A central Master Data Strategy makes sense especially when customers and suppliers overlap and maintain business relationships in the different business units. This can also fulfil the often encountered management requirement that suppliers and customers and their value contribution to the company as a whole must be evaluated. Especially in the context of digitalisation strategies, it is imperative that stable processes and reliable master data are in place. Process optimisation will only be sustainable if the process can access stable parameters. High-quality ERP consulting can provide valuable assistance to the company in setting up the organisational and I.T. framework.

 

Figure: Central Master Data Management
(Organisational Model often used in the context of Master Data Optimisation & ERP Software Projects)

 

Conclusion

In a Project for Master Data and ERP Software, it is first important to be clear about the structure of the centralised or de-centralised Master Data Organisation and to determine the future direction. Once the questions of the use of master data have been clarified, the organisational structure of the requirements can be defined:

  • Who and where will master data be created?

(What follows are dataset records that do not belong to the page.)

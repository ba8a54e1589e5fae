use pipecore::{
    duration_millis, Callable, FileRecord, Flow, FnBody, ProcessResults, RunFailure, RunOutcome,
    RunStatus, Signature, TaskArgs, TaskBody, TaskContext, TaskError, Value, ValueType,
};
use std::collections::HashMap;
use std::time::Duration;

#[test]
fn test_flow_deserializes_from_editor_json() {
    let json = r#"{
        "id": "f1",
        "name": "Demo",
        "nodes": [
            {"id": "n1", "instructionId": "math.add", "params": {"a": 1, "b": "2"}},
            {"id": "n2", "instructionId": "debug.log", "name": "Log"}
        ],
        "edges": [
            {"id": "e1", "source": "n1", "target": "n2", "label": "> 2"}
        ]
    }"#;

    let flow: Flow = serde_json::from_str(json).unwrap();

    assert_eq!(flow.id, "f1");
    assert_eq!(flow.nodes.len(), 2);
    assert_eq!(flow.nodes[0].params["a"], Value::Int(1));
    assert_eq!(flow.nodes[0].params["b"], Value::from("2"));
    assert_eq!(flow.nodes[1].display_name(), "Log");
    assert_eq!(flow.nodes[0].display_name(), "n1");
    assert_eq!(flow.edges[0].label.as_deref(), Some("> 2"));
}

#[test]
fn test_connect_builds_edge_ids() {
    let mut flow = Flow::new("demo");
    let id = flow.connect("a", "b", Some("==1"));
    assert_eq!(id, "a->b");
    assert_eq!(flow.edges[0].label.as_deref(), Some("==1"));
    assert!(flow.find_node("a").is_none());
}

#[test]
fn test_value_json_round_trip_keeps_numbers_apart() {
    let value: Value = serde_json::from_str(r#"{"i": 3, "f": 2.5, "list": [true, null]}"#).unwrap();
    let object = value.as_object().unwrap();
    assert_eq!(object["i"], Value::Int(3));
    assert_eq!(object["f"], Value::Float(2.5));
    assert_eq!(
        object["list"],
        Value::Array(vec![Value::Bool(true), Value::Null])
    );
}

#[test]
fn test_bytes_serialize_as_base64() {
    let json = serde_json::to_string(&Value::Bytes(b"abc".to_vec())).unwrap();
    assert_eq!(json, "\"YWJj\"");
}

#[test]
fn test_display_forms() {
    assert_eq!(Value::Float(5.0).to_string(), "5.0");
    assert_eq!(Value::Float(2.5).to_string(), "2.5");
    assert_eq!(Value::Int(5).to_string(), "5");
    assert_eq!(Value::Null.to_string(), "null");
    assert_eq!(
        Value::Array(vec![Value::Int(1), Value::from("a")]).to_string(),
        r#"[1,"a"]"#
    );
}

#[test]
fn test_coercion() {
    assert_eq!(Value::from(" 42 ").coerce(ValueType::Int), Some(Value::Int(42)));
    assert_eq!(Value::from("x").coerce(ValueType::Int), None);
    assert_eq!(Value::Float(2.9).coerce(ValueType::Int), Some(Value::Int(2)));
    assert_eq!(Value::Int(2).coerce(ValueType::Float), Some(Value::Float(2.0)));
    assert_eq!(Value::from("Yes").coerce(ValueType::Bool), Some(Value::Bool(true)));
    assert_eq!(Value::from("no").coerce(ValueType::Bool), Some(Value::Bool(false)));
    assert_eq!(Value::Int(0).coerce(ValueType::Bool), Some(Value::Bool(false)));
    assert_eq!(
        Value::Bool(true).coerce(ValueType::String),
        Some(Value::from("true"))
    );
}

#[test]
fn test_emptiness() {
    assert!(Value::Null.is_empty());
    assert!(Value::from("").is_empty());
    assert!(Value::Array(vec![]).is_empty());
    assert!(!Value::Int(0).is_empty());
    assert!(!Value::Bool(false).is_empty());
}

#[test]
fn test_process_results_are_write_once() {
    let mut results = ProcessResults::new();
    assert!(results.insert(ProcessResults::key("n1", "out"), Value::Int(1)));
    assert!(!results.insert("n1.out", Value::Int(2)));
    assert_eq!(results.get_param("n1", "out"), Some(&Value::Int(1)));

    assert!(results.overwrite("n1.out", Value::Int(3)));
    assert!(!results.overwrite("n2.out", Value::Int(3)));
    assert_eq!(results.get("n1.out"), Some(&Value::Int(3)));
    assert!(!results.contains("n2.out"));
}

#[test]
fn test_file_record_shape() {
    let value = FileRecord::from_bytes(&[0, 1, 2, 3]).into_value();
    assert!(FileRecord::is_file_record(&value));
    let map = value.as_object().unwrap();
    assert_eq!(map["fileSize"], Value::Int(4));
    assert_eq!(map["fileData"], Value::from("AAECAw=="));
    assert!(!FileRecord::is_file_record(&Value::from("text")));
}

#[test]
fn test_outcome_serialization() {
    let outcome = RunOutcome::Failed {
        failure: RunFailure::EndNotReached {
            last_node: "n2".to_string(),
        },
    };
    let json = serde_json::to_value(&outcome).unwrap();
    assert_eq!(json["status"], "failed");
    assert_eq!(json["failure"]["kind"], "endNotReached");
    assert_eq!(json["failure"]["lastNode"], "n2");

    assert_eq!(outcome.status(), RunStatus::Failed);
    assert_eq!(RunStatus::Terminated.to_string(), "terminated");
    assert_eq!(
        RunOutcome::Terminated { at_node: None }.error_message(),
        Some("run terminated".to_string())
    );
}

struct Constant(i64);

#[async_trait::async_trait]
impl Callable for Constant {
    async fn call(&self, _ctx: TaskContext, _args: TaskArgs) -> Result<Value, TaskError> {
        Ok(Value::Int(self.0))
    }
}

#[test]
fn test_fn_body_signatures_and_shadowing() {
    let body = FnBody::new()
        .entry(Signature::new("one").param("a", ValueType::Int), || Constant(1))
        .entry(Signature::new("one").untyped("b"), || Constant(2))
        .into_body();

    let names: Vec<String> = body.signatures().into_iter().map(|s| s.name).collect();
    assert_eq!(names, vec!["one", "one"]);

    let callables = body.materialize().unwrap();
    assert_eq!(callables.len(), 1);
}

#[test]
fn test_task_args_accessors() {
    let mut values = HashMap::new();
    values.insert("text".to_string(), Value::from("hi"));
    values.insert("n".to_string(), Value::Int(4));
    let args = TaskArgs::new(values);

    assert_eq!(args.require_str("text").unwrap(), "hi");
    assert_eq!(args.require_i64("n").unwrap(), 4);
    assert_eq!(args.require_f64("n").unwrap(), 4.0);
    assert!(matches!(args.require("missing"), Err(TaskError::MissingInput(_))));
    assert!(matches!(
        args.require_str("n"),
        Err(TaskError::InvalidInputType { .. })
    ));
}

#[test]
fn test_duration_millis_saturates() {
    assert_eq!(duration_millis(Duration::from_millis(1500)), 1500);
    assert_eq!(duration_millis(Duration::from_micros(999)), 0);
    assert_eq!(duration_millis(Duration::MAX), u64::MAX);
}
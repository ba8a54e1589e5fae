use async_trait::async_trait;
use pipecore::{
    Callable, FnBody, Instruction, ParamKind, Parameter, Signature, TaskArgs, TaskContext,
    TaskError, Value, ValueType,
};

pub const FETCH_ID: &str = "http.fetch";

/// HTTP request returning the raw response body
pub struct HttpFetch {
    client: reqwest::Client,
}

impl HttpFetch {
    pub fn new() -> Self {
        Self {
            client: reqwest::Client::new(),
        }
    }
}

impl Default for HttpFetch {
    fn default() -> Self {
        Self::new()
    }
}

#[async_trait]
impl Callable for HttpFetch {
    async fn call(&self, ctx: TaskContext, args: TaskArgs) -> Result<Value, TaskError> {
        let url = args.require_str("url")?;
        let method = args.require_str("method")?;

        ctx.events.info(format!("{} {}", method, url));

        let request = match method.to_uppercase().as_str() {
            "GET" => self.client.get(url),
            "DELETE" => self.client.delete(url),
            "POST" | "PUT" => {
                let req = if method.eq_ignore_ascii_case("POST") {
                    self.client.post(url)
                } else {
                    self.client.put(url)
                };
                match args.get("body") {
                    Some(Value::String(text)) => req.body(text.clone()),
                    Some(Value::Bytes(bytes)) => req.body(bytes.clone()),
                    Some(Value::Null) | None => req,
                    Some(other) => req.json(&serde_json::Value::from(other.clone())),
                }
            }
            _ => {
                return Err(TaskError::ExecutionFailed(format!(
                    "Unsupported method: {}",
                    method
                )))
            }
        };

        let response = tokio::select! {
            response = request.send() => response
                .map_err(|e| TaskError::ExecutionFailed(format!("HTTP request failed: {}", e)))?,
            _ = ctx.cancellation.cancelled() => return Err(TaskError::Cancelled),
        };

        let status = response.status();
        ctx.events.info(format!("Response status: {}", status.as_u16()));
        if !status.is_success() {
            return Err(TaskError::ExecutionFailed(format!(
                "{} {} returned {}",
                method, url, status
            )));
        }

        let body = response
            .bytes()
            .await
            .map_err(|e| TaskError::ExecutionFailed(format!("Failed to read response: {}", e)))?;

        tracing::debug!("Fetched {} bytes from {}", body.len(), url);
        Ok(Value::Bytes(body.to_vec()))
    }
}

pub fn fetch() -> Instruction {
    let body = FnBody::new()
        .entry(
            Signature::new("fetch")
                .param("url", ValueType::String)
                .param("method", ValueType::String),
            HttpFetch::new,
        )
        .entry(
            Signature::new("send")
                .param("url", ValueType::String)
                .param("method", ValueType::String)
                .untyped("body"),
            HttpFetch::new,
        )
        .into_body();

    Instruction::new(FETCH_ID, body)
        .with_description("Make an HTTP request and return the response body as bytes")
        .with_category("http")
        .with_parameter(Parameter::input("url", ParamKind::String).required().with_label("URL"))
        .with_parameter(
            Parameter::input("method", ParamKind::String)
                .with_label("Method")
                .with_default("GET"),
        )
        .with_parameter(Parameter::input("body", ParamKind::Any).with_label("Body"))
        .with_parameter(Parameter::output("content", ParamKind::Any).with_label("Content"))
}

  • Who and where is responsible for master data and how is it qualitatively maintained?

  • Who will make any additions or enrichments?

These are initially organisational tasks that are closely related to a Master Data and ERP Software Project and must be defined. The purchase of ERP Software will not solve these questions - but they will arise!
Success is achieved when the Organisational Model - who needs Master Data, when and where - as well as - who supplies the Master Data and qualifies it - are defined and responsible persons are identified.